Das klingt nicht so,
als würde der "Gottesknecht" jemanden provozieren.
Im Gegenteil: Er will helfen,
besonders denen die erschöpft sind,
die am Ende ihrer Kräfte, die ganz unten sind
- und das sind sicher nicht die feinen, einflussreichen Herren.

Er hilft denen, die am Ende ihrer Kräfte sind,
nicht von oben herab mit guten Ratschlägen,
sondern redet mit ihnen wie ein Schüler.
Wie ein Lehrling, den man eben nach einer "Kolbenrückholfeder" geschickt hat.
Er redet mit denen, die unten sind, von gleich zu gleich.
Er ist wahrscheinlich genauso ratlos,
genauso am Ende wie sie.
Aber genau das ist das Wort zur rechten Zeit:
das Wort, an dem man merkt:
Der will mich nicht belehren,
der will mich nicht bekehren,
sondern der fühlt mit mir, der kann mich verstehen.

Der Gottesknecht begibt sich auf das Niveau der Erschöpften.
Er ist sich nicht zu schade dazu,
sich zu ihnen herabzubeugen,
sie ebenso ernst und wichtig zu nehmen
wie eine Persönlichkeit von hohem Rang,
ihnen zuzuhören, wie ein Schüler dem Lehrer zuhört,
und geduldig auf das rechte Wort zur rechten Zeit zu warten.

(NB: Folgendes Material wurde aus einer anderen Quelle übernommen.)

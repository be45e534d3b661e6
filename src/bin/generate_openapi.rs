//! Writes the OpenAPI document of the greenhouse API.
//!
//! Usage:
//!   cargo run --bin generate_openapi > openapi.json
//!   cargo run --bin generate_openapi -- --output openapi.json

use std::{
    env, fs,
    io::{self, Write},
    path::PathBuf,
    process::ExitCode,
};

use greenhouse_control::api::handlers::ApiDoc;
use utoipa::OpenApi;

fn main() -> ExitCode {
    let json = match ApiDoc::openapi().to_pretty_json() {
        Ok(json) => json,
        Err(e) => {
            eprintln!("Failed to serialise OpenAPI document: {e}");
            return ExitCode::FAILURE;
        }
    };

    let args: Vec<String> = env::args().collect();
    let output_path: Option<PathBuf> = args
        .windows(2)
        .find(|w| w[0] == "--output")
        .map(|w| PathBuf::from(&w[1]));

    let written = match &output_path {
        Some(path) => fs::write(path, &json),
        None => io::stdout().write_all(json.as_bytes()),
    };

    match (written, output_path) {
        (Ok(()), Some(path)) => {
            eprintln!("OpenAPI document written to {}", path.display());
            ExitCode::SUCCESS
        }
        (Ok(()), None) => ExitCode::SUCCESS,
        (Err(e), _) => {
            eprintln!("Failed to write OpenAPI document: {e}");
            ExitCode::FAILURE
        }
    }
}
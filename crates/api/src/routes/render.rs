//! Route definitions for the local reconstruction pipeline.

use axum::routing::{get, post};
use axum::Router;

use crate::handlers::render;
use crate::state::AppState;

/// ```text
/// POST   /render          -> submit_render   (multipart, field `images`)
/// GET    /status/{id}     -> get_status
/// ```
pub fn router() -> Router<AppState> {
    Router::new()
        .route("/render", post(render::submit_render))
        .route("/status/{id}", get(render::get_status))
}
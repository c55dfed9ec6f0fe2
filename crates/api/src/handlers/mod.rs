pub mod remote;
pub mod render;
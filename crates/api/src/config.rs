use std::path::PathBuf;
use std::time::Duration;

use meshgate_core::layout::StorageRoots;
use meshgate_csm::api::{CsmApi, DEFAULT_API_URL};
use meshgate_pipeline::queue::QueueConfig;
use meshgate_pipeline::tool::ReconstructionTool;

/// Room for a full batch (50 images at 10 MiB) plus multipart overhead.
const DEFAULT_MAX_UPLOAD_BYTES: usize = 550 * 1024 * 1024;

/// Server configuration loaded from environment variables.
///
/// All fields have sensible defaults suitable for local development.
/// In production, override via environment variables.
#[derive(Debug, Clone)]
pub struct ServerConfig {
    /// Bind address (default: `0.0.0.0`).
    pub host: String,
    /// Bind port (default: `3000`).
    pub port: u16,
    /// Allowed CORS origins, parsed from comma-separated `CORS_ORIGINS` env var.
    pub cors_origins: Vec<String>,
    /// HTTP request timeout in seconds (default: `60`).
    pub request_timeout_secs: u64,
    /// Grace period for in-flight reconstructions at shutdown (default: `30`).
    pub shutdown_timeout_secs: u64,
    /// Largest accepted request body in bytes.
    pub max_upload_bytes: usize,
    /// Externally reachable base URL, used to build the remote webhook URL.
    pub public_base_url: Option<String>,
    /// Local reconstruction pipeline settings.
    pub render: RenderConfig,
    /// Remote render service settings.
    pub csm: CsmConfig,
}

impl ServerConfig {
    /// Load configuration from environment variables with defaults.
    ///
    /// | Env Var                 | Default                    |
    /// |-------------------------|----------------------------|
    /// | `HOST`                  | `0.0.0.0`                  |
    /// | `PORT`                  | `3000`                     |
    /// | `CORS_ORIGINS`          | `http://localhost:5173`    |
    /// | `REQUEST_TIMEOUT_SECS`  | `60`                       |
    /// | `SHUTDOWN_TIMEOUT_SECS` | `30`                       |
    /// | `MAX_UPLOAD_BYTES`      | `576716800` (550 MiB)      |
    /// | `PUBLIC_BASE_URL`       | unset                      |
    ///
    /// See [`RenderConfig::from_env`] and [`CsmConfig::from_env`] for the
    /// nested sections.
    pub fn from_env() -> Self {
        let host = std::env::var("HOST").unwrap_or_else(|_| "0.0.0.0".into());

        let port: u16 = std::env::var("PORT")
            .unwrap_or_else(|_| "3000".into())
            .parse()
            .expect("PORT must be a valid u16");

        let cors_origins: Vec<String> = std::env::var("CORS_ORIGINS")
            .unwrap_or_else(|_| "http://localhost:5173".into())
            .split(',')
            .map(|s| s.trim().to_string())
            .filter(|s| !s.is_empty())
            .collect();

        let request_timeout_secs: u64 = std::env::var("REQUEST_TIMEOUT_SECS")
            .unwrap_or_else(|_| "60".into())
            .parse()
            .expect("REQUEST_TIMEOUT_SECS must be a valid u64");

        let shutdown_timeout_secs: u64 = std::env::var("SHUTDOWN_TIMEOUT_SECS")
            .unwrap_or_else(|_| "30".into())
            .parse()
            .expect("SHUTDOWN_TIMEOUT_SECS must be a valid u64");

        let max_upload_bytes: usize = std::env::var("MAX_UPLOAD_BYTES")
            .ok()
            .map(|v| v.parse().expect("MAX_UPLOAD_BYTES must be a valid usize"))
            .unwrap_or(DEFAULT_MAX_UPLOAD_BYTES);

        let public_base_url = non_empty_var("PUBLIC_BASE_URL")
            .map(|url| url.trim_end_matches('/').to_string());

        Self {
            host,
            port,
            cors_origins,
            request_timeout_secs,
            shutdown_timeout_secs,
            max_upload_bytes,
            public_base_url,
            render: RenderConfig::from_env(),
            csm: CsmConfig::from_env(),
        }
    }

    /// Settings for the background reconstruction worker.
    pub fn queue_config(&self) -> QueueConfig {
        QueueConfig {
            capacity: self.render.queue_capacity,
            max_concurrent_runs: self.render.max_concurrent_runs,
            shutdown_timeout: Duration::from_secs(self.shutdown_timeout_secs),
        }
    }
}

/// Where jobs live and how the reconstruction tool is launched.
#[derive(Debug, Clone)]
pub struct RenderConfig {
    /// Parent of every job directory.
    pub uploads_base: PathBuf,
    /// Parent of the shared `images/` and `cache/` directories.
    pub work_dir: PathBuf,
    /// Reconstruction executable.
    pub meshroom_path: PathBuf,
    /// Arguments placed before the `--input/--output/--cache` flags.
    pub meshroom_args: Vec<String>,
    /// Kill the tool after this many seconds. `None` waits indefinitely.
    pub tool_timeout_secs: Option<u64>,
    /// Reconstructions allowed to run at once.
    pub max_concurrent_runs: usize,
    /// Prepared jobs allowed to wait for a run slot.
    pub queue_capacity: usize,
}

impl RenderConfig {
    /// | Env Var                   | Default                        |
    /// |---------------------------|--------------------------------|
    /// | `UPLOADS_BASE`            | `/tmp/uploads`                 |
    /// | `WORK_DIR`                | current directory              |
    /// | `MESHROOM_PATH`           | `/opt/meshroom/meshroom_batch` |
    /// | `MESHROOM_ARGS`           | empty (whitespace-separated)   |
    /// | `TOOL_TIMEOUT_SECS`       | unset                          |
    /// | `MAX_CONCURRENT_RUNS`     | `1`                            |
    /// | `DISPATCH_QUEUE_CAPACITY` | `16`                           |
    pub fn from_env() -> Self {
        let uploads_base = PathBuf::from(
            std::env::var("UPLOADS_BASE").unwrap_or_else(|_| "/tmp/uploads".into()),
        );

        let work_dir = non_empty_var("WORK_DIR")
            .map(PathBuf::from)
            .unwrap_or_else(|| std::env::current_dir().unwrap_or_else(|_| PathBuf::from(".")));

        let meshroom_path = PathBuf::from(
            std::env::var("MESHROOM_PATH")
                .unwrap_or_else(|_| "/opt/meshroom/meshroom_batch".into()),
        );

        let meshroom_args: Vec<String> = std::env::var("MESHROOM_ARGS")
            .unwrap_or_default()
            .split_whitespace()
            .map(str::to_string)
            .collect();

        let tool_timeout_secs: Option<u64> = non_empty_var("TOOL_TIMEOUT_SECS")
            .map(|v| v.parse().expect("TOOL_TIMEOUT_SECS must be a valid u64"));

        let max_concurrent_runs: usize = std::env::var("MAX_CONCURRENT_RUNS")
            .unwrap_or_else(|_| "1".into())
            .parse()
            .expect("MAX_CONCURRENT_RUNS must be a valid usize");

        let queue_capacity: usize = std::env::var("DISPATCH_QUEUE_CAPACITY")
            .unwrap_or_else(|_| "16".into())
            .parse()
            .expect("DISPATCH_QUEUE_CAPACITY must be a valid usize");

        Self {
            uploads_base,
            work_dir,
            meshroom_path,
            meshroom_args,
            tool_timeout_secs,
            max_concurrent_runs,
            queue_capacity,
        }
    }

    pub fn storage_roots(&self) -> StorageRoots {
        StorageRoots::new(&self.uploads_base, &self.work_dir)
    }

    pub fn tool(&self) -> ReconstructionTool {
        ReconstructionTool::new(&self.meshroom_path)
            .with_leading_args(&self.meshroom_args)
            .with_timeout(self.tool_timeout_secs.map(Duration::from_secs))
    }
}

/// Credentials and endpoint of the remote render service.
#[derive(Clone)]
pub struct CsmConfig {
    pub api_key: Option<String>,
    pub api_url: String,
}

impl std::fmt::Debug for CsmConfig {
    fn fmt(&self, f: &mut std::fmt::Formatter<'_>) -> std::fmt::Result {
        f.debug_struct("CsmConfig")
            .field("api_key", &self.api_key.as_ref().map(|_| "<redacted>"))
            .field("api_url", &self.api_url)
            .finish()
    }
}

impl CsmConfig {
    /// | Env Var       | Default                 |
    /// |---------------|-------------------------|
    /// | `CSM_API_KEY` | unset                   |
    /// | `CSM_API_URL` | `https://api.3d.csm.ai` |
    pub fn from_env() -> Self {
        Self {
            api_key: non_empty_var("CSM_API_KEY"),
            api_url: std::env::var("CSM_API_URL").unwrap_or_else(|_| DEFAULT_API_URL.into()),
        }
    }

    /// An API client, or `None` when no key is configured.
    pub fn client(&self) -> Option<CsmApi> {
        self.api_key
            .as_ref()
            .map(|key| CsmApi::new(self.api_url.clone(), key.clone()))
    }
}

/// Read an env var, treating an empty value as unset.
fn non_empty_var(name: &str) -> Option<String> {
    std::env::var(name)
        .ok()
        .map(|v| v.trim().to_string())
        .filter(|v| !v.is_empty())
}

#[cfg(test)]
mod tests {
    use super::*;

    fn render() -> RenderConfig {
        RenderConfig {
            uploads_base: "/srv/uploads".into(),
            work_dir: "/srv/work".into(),
            meshroom_path: "/usr/bin/python3".into(),
            meshroom_args: vec!["meshroom_batch.py".into()],
            tool_timeout_secs: Some(600),
            max_concurrent_runs: 2,
            queue_capacity: 8,
        }
    }

    #[test]
    fn render_config_builds_roots_and_tool() {
        let config = render();

        let roots = config.storage_roots();
        assert_eq!(roots.uploads_base, PathBuf::from("/srv/uploads"));
        assert_eq!(roots.cache_dir, PathBuf::from("/srv/work/cache"));

        let tool = config.tool();
        assert_eq!(tool.path(), std::path::Path::new("/usr/bin/python3"));
        let args = tool.args(&roots.job(uuid::Uuid::nil()));
        assert_eq!(args[0], "meshroom_batch.py");
        assert_eq!(args[1], "--input");
    }

    #[test]
    fn csm_client_requires_key() {
        let mut csm = CsmConfig {
            api_key: None,
            api_url: DEFAULT_API_URL.into(),
        };
        assert!(csm.client().is_none());

        csm.api_key = Some("k".into());
        assert_eq!(csm.client().unwrap().api_url(), DEFAULT_API_URL);
        assert!(!format!("{csm:?}").contains("\"k\""));
    }
}
//! Meshgate API server library.
//!
//! Exposes the building blocks (config, state, error handling, routes,
//! router) so integration tests and the binary entrypoint can both access
//! them.

pub mod config;
pub mod error;
pub mod handlers;
pub mod router;
pub mod routes;
pub mod state;
//! Scoped ownership of a job directory.
//!
//! A [`JobWorkspace`] is created before any job directory exists and removes
//! the whole job tree when dropped, unless [`JobWorkspace::keep`] was called.
//! Every failure path between "directory created" and "reconstruction
//! finished" therefore cleans up, including early returns, queue rejection,
//! and a worker task being aborted at shutdown.

use std::path::{Path, PathBuf};

use meshgate_core::layout::JobLayout;
use uuid::Uuid;

#[derive(Debug)]
pub struct JobWorkspace {
    job_id: Uuid,
    root: PathBuf,
    armed: bool,
}

impl JobWorkspace {
    /// Create the job's `input/` and `output/` directories.
    ///
    /// If creation fails part-way, whatever was created is removed.
    pub async fn create(layout: &JobLayout) -> std::io::Result<Self> {
        let workspace = Self {
            job_id: layout.job_id,
            root: layout.root.clone(),
            armed: true,
        };

        tokio::fs::create_dir_all(&layout.input_dir).await?;
        tokio::fs::create_dir_all(&layout.output_dir).await?;

        Ok(workspace)
    }

    pub fn root(&self) -> &Path {
        &self.root
    }

    /// The job finished; leave its directory in place.
    pub fn keep(mut self) {
        self.armed = false;
    }
}

impl Drop for JobWorkspace {
    fn drop(&mut self) {
        if !self.armed {
            return;
        }

        match std::fs::remove_dir_all(&self.root) {
            Ok(()) => {
                tracing::info!(
                    job_id = %self.job_id,
                    path = %self.root.display(),
                    "Removed job directory",
                );
            }
            Err(e) if e.kind() == std::io::ErrorKind::NotFound => {}
            Err(e) => {
                tracing::error!(
                    job_id = %self.job_id,
                    path = %self.root.display(),
                    error = %e,
                    "Failed to clean up job directory",
                );
            }
        }
    }
}
//! Image normalization into a job's input directory.
//!
//! Every accepted upload is decoded, shrunk to fit a bounding box (never
//! enlarged), re-encoded as JPEG at a fixed quality, and written as
//! `image_{n}.jpg` where `n` is its 1-based position in the batch. Images
//! are processed concurrently on the blocking pool; file names follow input
//! order regardless of completion order.

use std::path::{Path, PathBuf};

use image::codecs::jpeg::JpegEncoder;
use image::imageops::FilterType;

use crate::intake::UploadedImage;
use crate::layout::input_image_name;

/// Default bounding box edge in pixels.
pub const DEFAULT_MAX_DIMENSION: u32 = 1024;

/// Default JPEG quality for staged images.
pub const DEFAULT_JPEG_QUALITY: u8 = 80;

/// Suffix for files still being written; renamed away on success.
const PARTIAL_SUFFIX: &str = "part";

/// How staged images are normalized.
#[derive(Debug, Clone, Copy, PartialEq, Eq)]
pub struct StagingOptions {
    pub max_width: u32,
    pub max_height: u32,
    pub jpeg_quality: u8,
}

impl Default for StagingOptions {
    fn default() -> Self {
        Self {
            max_width: DEFAULT_MAX_DIMENSION,
            max_height: DEFAULT_MAX_DIMENSION,
            jpeg_quality: DEFAULT_JPEG_QUALITY,
        }
    }
}

/// A normalized image written to disk.
#[derive(Debug, Clone, PartialEq, Eq)]
pub struct StagedImage {
    /// 1-based position in the original batch.
    pub index: usize,
    pub path: PathBuf,
    pub width: u32,
    pub height: u32,
}

#[derive(Debug, thiserror::Error)]
pub enum StagingError {
    #[error("Failed to stage image {index}: {reason}")]
    StageWriteFailed {
        /// 1-based position of the image that failed.
        index: usize,
        reason: String,
    },
}

/// Normalize and write every image of `images` into `input_dir`.
///
/// `input_dir` must already exist. All conversions run to completion before
/// this returns, so no write is still in flight when a caller cleans up
/// after a failure. The first failure by batch position is reported.
///
/// Conversions run on the blocking pool and are not stopped if this future
/// is dropped early. Callers that may be cancelled must drive it on a task
/// of its own and clean up only after that task finishes.
pub async fn stage_images(
    images: Vec<UploadedImage>,
    input_dir: &Path,
    options: StagingOptions,
) -> Result<Vec<StagedImage>, StagingError> {
    let tasks = images.into_iter().enumerate().map(|(i, image)| {
        let index = i + 1;
        let dest = input_dir.join(input_image_name(index));
        async move {
            let joined = tokio::task::spawn_blocking(move || {
                normalize_to_file(&image.data, &dest, options).map(|(width, height)| {
                    StagedImage {
                        index,
                        path: dest,
                        width,
                        height,
                    }
                })
            })
            .await;

            match joined {
                Ok(result) => {
                    result.map_err(|reason| StagingError::StageWriteFailed { index, reason })
                }
                Err(e) => Err(StagingError::StageWriteFailed {
                    index,
                    reason: format!("conversion task failed: {e}"),
                }),
            }
        }
    });

    futures::future::join_all(tasks)
        .await
        .into_iter()
        .collect()
}

/// Dimensions of a `width`×`height` image scaled to fit inside
/// `max_width`×`max_height`, preserving aspect ratio. Images already inside
/// the box keep their size.
pub fn fit_within(width: u32, height: u32, max_width: u32, max_height: u32) -> (u32, u32) {
    if width <= max_width && height <= max_height {
        return (width, height);
    }

    let scale = f64::min(
        f64::from(max_width) / f64::from(width),
        f64::from(max_height) / f64::from(height),
    );
    let w = (f64::from(width) * scale).round() as u32;
    let h = (f64::from(height) * scale).round() as u32;
    (w.clamp(1, max_width), h.clamp(1, max_height))
}

/// Decode, resize, encode, and atomically write one image.
///
/// Returns the final dimensions.
fn normalize_to_file(data: &[u8], dest: &Path, options: StagingOptions) -> Result<(u32, u32), String> {
    let decoded = image::load_from_memory(data).map_err(|e| format!("decode failed: {e}"))?;

    let (width, height) = fit_within(
        decoded.width(),
        decoded.height(),
        options.max_width,
        options.max_height,
    );
    let resized = if (width, height) == (decoded.width(), decoded.height()) {
        decoded
    } else {
        decoded.resize_exact(width, height, FilterType::Lanczos3)
    };

    // JPEG has no alpha channel.
    let rgb = resized.to_rgb8();
    let mut encoded = Vec::new();
    JpegEncoder::new_with_quality(&mut encoded, options.jpeg_quality)
        .encode_image(&rgb)
        .map_err(|e| format!("encode failed: {e}"))?;

    let partial = dest.with_extension(format!("jpg.{PARTIAL_SUFFIX}"));
    std::fs::write(&partial, &encoded).map_err(|e| format!("write failed: {e}"))?;
    if let Err(e) = std::fs::rename(&partial, dest) {
        let _ = std::fs::remove_file(&partial);
        return Err(format!("rename failed: {e}"));
    }

    Ok((width, height))
}

// ---------------------------------------------------------------------------
// Tests
// ---------------------------------------------------------------------------
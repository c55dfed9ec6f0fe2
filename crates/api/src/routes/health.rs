use axum::extract::State;
use axum::{routing::get, Json, Router};
use meshgate_core::layout::StorageRoots;
use serde::Serialize;

use crate::state::AppState;

/// Health check response payload.
#[derive(Serialize)]
pub struct HealthResponse {
    /// Overall service status.
    pub status: &'static str,
    /// Crate version from Cargo.toml.
    pub version: &'static str,
    /// Whether the reconstruction executable exists and is executable.
    pub tool_available: bool,
    /// Whether job directories can be created under the uploads base.
    pub storage_writable: bool,
    /// Whether a remote render API key is configured.
    pub remote_configured: bool,
}

/// GET /health -- returns service, tool, and storage health.
async fn health_check(State(state): State<AppState>) -> Json<HealthResponse> {
    let tool_available = state.dispatcher.tool().verify().await.is_ok();
    let storage_writable = storage_writable(state.dispatcher.roots()).await;

    let status = if tool_available && storage_writable {
        "ok"
    } else {
        "degraded"
    };

    Json(HealthResponse {
        status,
        version: env!("CARGO_PKG_VERSION"),
        tool_available,
        storage_writable,
        remote_configured: state.csm.is_some(),
    })
}

/// Create the storage roots and round-trip a probe file through the uploads base.
async fn storage_writable(roots: &StorageRoots) -> bool {
    if let Err(e) = roots.ensure().await {
        tracing::warn!(error = %e, path = %roots.uploads_base.display(), "Storage roots unavailable");
        return false;
    }

    let probe = roots
        .uploads_base
        .join(format!(".health-{}", uuid::Uuid::new_v4()));
    match tokio::fs::write(&probe, b"ok").await {
        Ok(()) => {
            let _ = tokio::fs::remove_file(&probe).await;
            true
        }
        Err(e) => {
            tracing::warn!(error = %e, path = %probe.display(), "Uploads base not writable");
            false
        }
    }
}

/// Mount health check routes.
pub fn router() -> Router<AppState> {
    Router::new().route("/health", get(health_check))
}
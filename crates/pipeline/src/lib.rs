//! Local reconstruction job dispatch.
//!
//! [`dispatcher::JobDispatcher`] turns a validated upload batch into a job
//! directory with staged inputs, and later runs the external reconstruction
//! tool against it. [`queue::DispatchQueue`] decouples the two: request
//! handlers only prepare and enqueue, a background worker executes.

pub mod dispatcher;
pub mod error;
pub mod queue;
pub mod subprocess;
pub mod tool;
pub mod workspace;
//! Handlers for the local reconstruction pipeline.
//!
//! A render request is validated, staged into a fresh job directory, and
//! queued; the response carries the job id immediately. Clients then poll
//! `/status/{id}`, which reads the job state straight off the filesystem.

use axum::extract::multipart::MultipartRejection;
use axum::extract::{Multipart, Path, State};
use axum::http::StatusCode;
use axum::Json;
use meshgate_core::error::CoreError;
use meshgate_core::intake::{validate_batch, UploadedImage};
use meshgate_core::layout::parse_job_id;
use meshgate_core::status::{probe, JobStatus};
use serde::Serialize;
use uuid::Uuid;

use crate::error::{AppError, AppResult};
use crate::state::AppState;

/// Multipart field carrying the batch images.
pub const IMAGES_FIELD: &str = "images";

#[derive(Debug, Serialize)]
#[serde(rename_all = "camelCase")]
pub struct RenderAccepted {
    pub project_id: Uuid,
    pub message: &'static str,
    pub estimated_time: &'static str,
}

#[derive(Debug, Serialize)]
pub struct StatusResponse {
    pub status: JobStatus,
}

/// POST /render
///
/// Accepts a multipart form with one `images` part per photo. Other parts
/// are ignored. Returns 202 with the new project id once the images are
/// staged and the job is queued.
pub async fn submit_render(
    State(state): State<AppState>,
    multipart: Result<Multipart, MultipartRejection>,
) -> AppResult<(StatusCode, Json<RenderAccepted>)> {
    let mut multipart = multipart.map_err(|e| AppError::BadRequest(e.body_text()))?;
    let mut images = Vec::new();

    while let Some(field) = multipart
        .next_field()
        .await
        .map_err(|e| AppError::BadRequest(e.to_string()))?
    {
        if field.name() != Some(IMAGES_FIELD) {
            continue;
        }
        let file_name = field.file_name().map(str::to_string);
        let content_type = field.content_type().map(str::to_string);
        let data = field
            .bytes()
            .await
            .map_err(|e| AppError::BadRequest(e.to_string()))?;
        images.push(UploadedImage {
            file_name,
            content_type,
            data: Vec::from(data),
        });
    }

    validate_batch(&images)?;

    let job = state.dispatcher.prepare(images).await?;
    let image_count = job.image_count();
    let project_id = state.queue.submit(job)?;

    tracing::info!(job_id = %project_id, images = image_count, "Render accepted");

    Ok((
        StatusCode::ACCEPTED,
        Json(RenderAccepted {
            project_id,
            message: "Processing started",
            estimated_time: "30-60 minutes",
        }),
    ))
}

/// GET /status/{id}
pub async fn get_status(
    State(state): State<AppState>,
    Path(id): Path<String>,
) -> AppResult<Json<StatusResponse>> {
    let job_id = parse_job_id(&id)?;
    let layout = state.dispatcher.roots().job(job_id);

    match probe(&layout).await {
        JobStatus::NotFound => Err(AppError::Core(CoreError::NotFound {
            entity: "Project",
            id,
        })),
        status => Ok(Json(StatusResponse { status })),
    }
}
//! Job preparation and execution.
//!
//! [`JobDispatcher::prepare`] is cheap enough to run inside a request: it
//! allocates the job id, lays out the directories, checks the tool, and
//! stages the images. [`JobDispatcher::execute`] is the long-running part
//! (tens of minutes) and belongs on a background worker.

use meshgate_core::intake::UploadedImage;
use meshgate_core::layout::{JobLayout, StorageRoots};
use meshgate_core::staging::{stage_images, StagingOptions};
use meshgate_core::status::{probe, JobStatus};
use uuid::Uuid;

use crate::error::{DispatchError, DispatchFailure};
use crate::subprocess::ToolOutput;
use crate::tool::ReconstructionTool;
use crate::workspace::JobWorkspace;

/// Log at most this many characters of tool stdout per job.
const LOG_OUTPUT_CHARS: usize = 4000;

/// A job with staged inputs, waiting to be executed.
///
/// Dropping a `PreparedJob` without executing it removes its directory.
#[derive(Debug)]
pub struct PreparedJob {
    layout: JobLayout,
    workspace: JobWorkspace,
    image_count: usize,
}

impl PreparedJob {
    pub fn job_id(&self) -> Uuid {
        self.layout.job_id
    }

    pub fn layout(&self) -> &JobLayout {
        &self.layout
    }

    pub fn image_count(&self) -> usize {
        self.image_count
    }
}

/// Creates job directories and runs the reconstruction tool against them.
#[derive(Debug, Clone)]
pub struct JobDispatcher {
    roots: StorageRoots,
    tool: ReconstructionTool,
    staging: StagingOptions,
}

impl JobDispatcher {
    pub fn new(roots: StorageRoots, tool: ReconstructionTool, staging: StagingOptions) -> Self {
        Self {
            roots,
            tool,
            staging,
        }
    }

    pub fn roots(&self) -> &StorageRoots {
        &self.roots
    }

    pub fn tool(&self) -> &ReconstructionTool {
        &self.tool
    }

    /// Lay out a new job and stage `images` into it.
    ///
    /// `images` must already have passed intake validation. On any failure
    /// the job directory is removed before the error is returned.
    ///
    /// The work runs on its own task, so dropping this future (request
    /// timeout, client disconnect) never interrupts staging half way. A job
    /// finished after its caller went away is dropped, which removes it.
    pub async fn prepare(&self, images: Vec<UploadedImage>) -> Result<PreparedJob, DispatchError> {
        let job_id = Uuid::new_v4();
        let dispatcher = self.clone();

        tokio::spawn(async move { dispatcher.stage_job(job_id, images).await })
            .await
            .map_err(|e| DispatchError::new(job_id, DispatchFailure::Interrupted(e.to_string())))?
    }

    async fn stage_job(
        &self,
        job_id: Uuid,
        images: Vec<UploadedImage>,
    ) -> Result<PreparedJob, DispatchError> {
        let layout = self.roots.job(job_id);
        let image_count = images.len();

        self.roots
            .ensure()
            .await
            .map_err(|e| DispatchError::new(job_id, e))?;

        let workspace = JobWorkspace::create(&layout)
            .await
            .map_err(|e| DispatchError::new(job_id, e))?;

        if let Err(e) = self.tool.verify().await {
            tracing::error!(
                job_id = %job_id,
                tool = %self.tool.path().display(),
                error = %e,
                "Reconstruction tool unavailable",
            );
            return Err(DispatchError::new(job_id, e));
        }

        let staged = stage_images(images, &layout.input_dir, self.staging)
            .await
            .map_err(|e| DispatchError::new(job_id, e))?;

        tracing::info!(
            job_id = %job_id,
            images = staged.len(),
            input_dir = %layout.input_dir.display(),
            "Job inputs staged",
        );

        Ok(PreparedJob {
            layout,
            workspace,
            image_count,
        })
    }

    /// Run the reconstruction tool for a prepared job and wait for it.
    ///
    /// Success requires a zero exit code and the terminal artifact in the
    /// output directory. Any other outcome removes the job directory.
    pub async fn execute(&self, job: PreparedJob) -> Result<ToolOutput, DispatchError> {
        let PreparedJob {
            layout,
            workspace,
            image_count,
        } = job;
        let job_id = layout.job_id;

        tracing::info!(
            job_id = %job_id,
            images = image_count,
            tool = %self.tool.path().display(),
            "Starting reconstruction",
        );

        let output = self
            .tool
            .run(&layout)
            .await
            .map_err(|e| DispatchError::new(job_id, e))?;

        if !output.stdout.trim().is_empty() {
            tracing::debug!(
                job_id = %job_id,
                stdout = %truncate(&output.stdout, LOG_OUTPUT_CHARS),
                "Reconstruction tool stdout",
            );
        }
        if !output.stderr.trim().is_empty() {
            tracing::warn!(
                job_id = %job_id,
                stderr = %truncate(&output.stderr, LOG_OUTPUT_CHARS),
                "Reconstruction tool stderr",
            );
        }

        if probe(&layout).await != JobStatus::Completed {
            return Err(DispatchError::new(
                job_id,
                DispatchFailure::MissingArtifact(layout.artifact_path()),
            ));
        }

        workspace.keep();
        Ok(output)
    }
}

fn truncate(s: &str, max_chars: usize) -> &str {
    match s.char_indices().nth(max_chars) {
        Some((i, _)) => &s[..i],
        None => s,
    }
}

// ---------------------------------------------------------------------------
// Tests
// ---------------------------------------------------------------------------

Und wahrscheinlich ist es genau das,
was seine Gegner so wütend auf ihn macht.
Der Gottesknecht beachtet die natürliche Hackordnung nicht.
Er hält sich nicht an die gesellschaftlichen Spielregeln
sondern unterläuft sie im wahrsten Sinne des Wortes,
indem er sich denen zuwendet,
die ganz unten sind,
und sie mindestens ebenso wert schätzt und wichtig nimmt
wie die, die ganz oben sind.
Statt andere zu Opfern zu machen,
opfert er sich lieber selbst.

IV
Mit seinem Opfer entlarvt der Gottesknecht unser Tun.
Auch wir machen Menschen zu Opfern.
Wir machen Menschen zu Opfern,
um dadurch unseren eigenen Rang,
unsere gesellschaftliche Stellung zu stabilisieren.
Oder warum ist es so wichtig,
dass unsere Kinder das Gymnasium besuchen?
Warum hat die Hauptschule einen so schlechten Ruf?
Wir müssen uns, unsere Kinder von anderen abheben,
wir, sie müssen besser, klüger, erfolgreicher sein als andere.
Eine Gesellschaft, in der alle gleich viel wert sind,
gleich viel gelten, gleich viel Einfluss haben
- ohne Rücksicht auf ihre Bildung,
ihre gesellschaftliche Stellung,
ihre Herkunft, ihr Einkommen -
eine solche Gesellschaft können wir uns nicht vorstellen.
Und die wollen wir, wenn wir ehrlich sind, auch nicht haben.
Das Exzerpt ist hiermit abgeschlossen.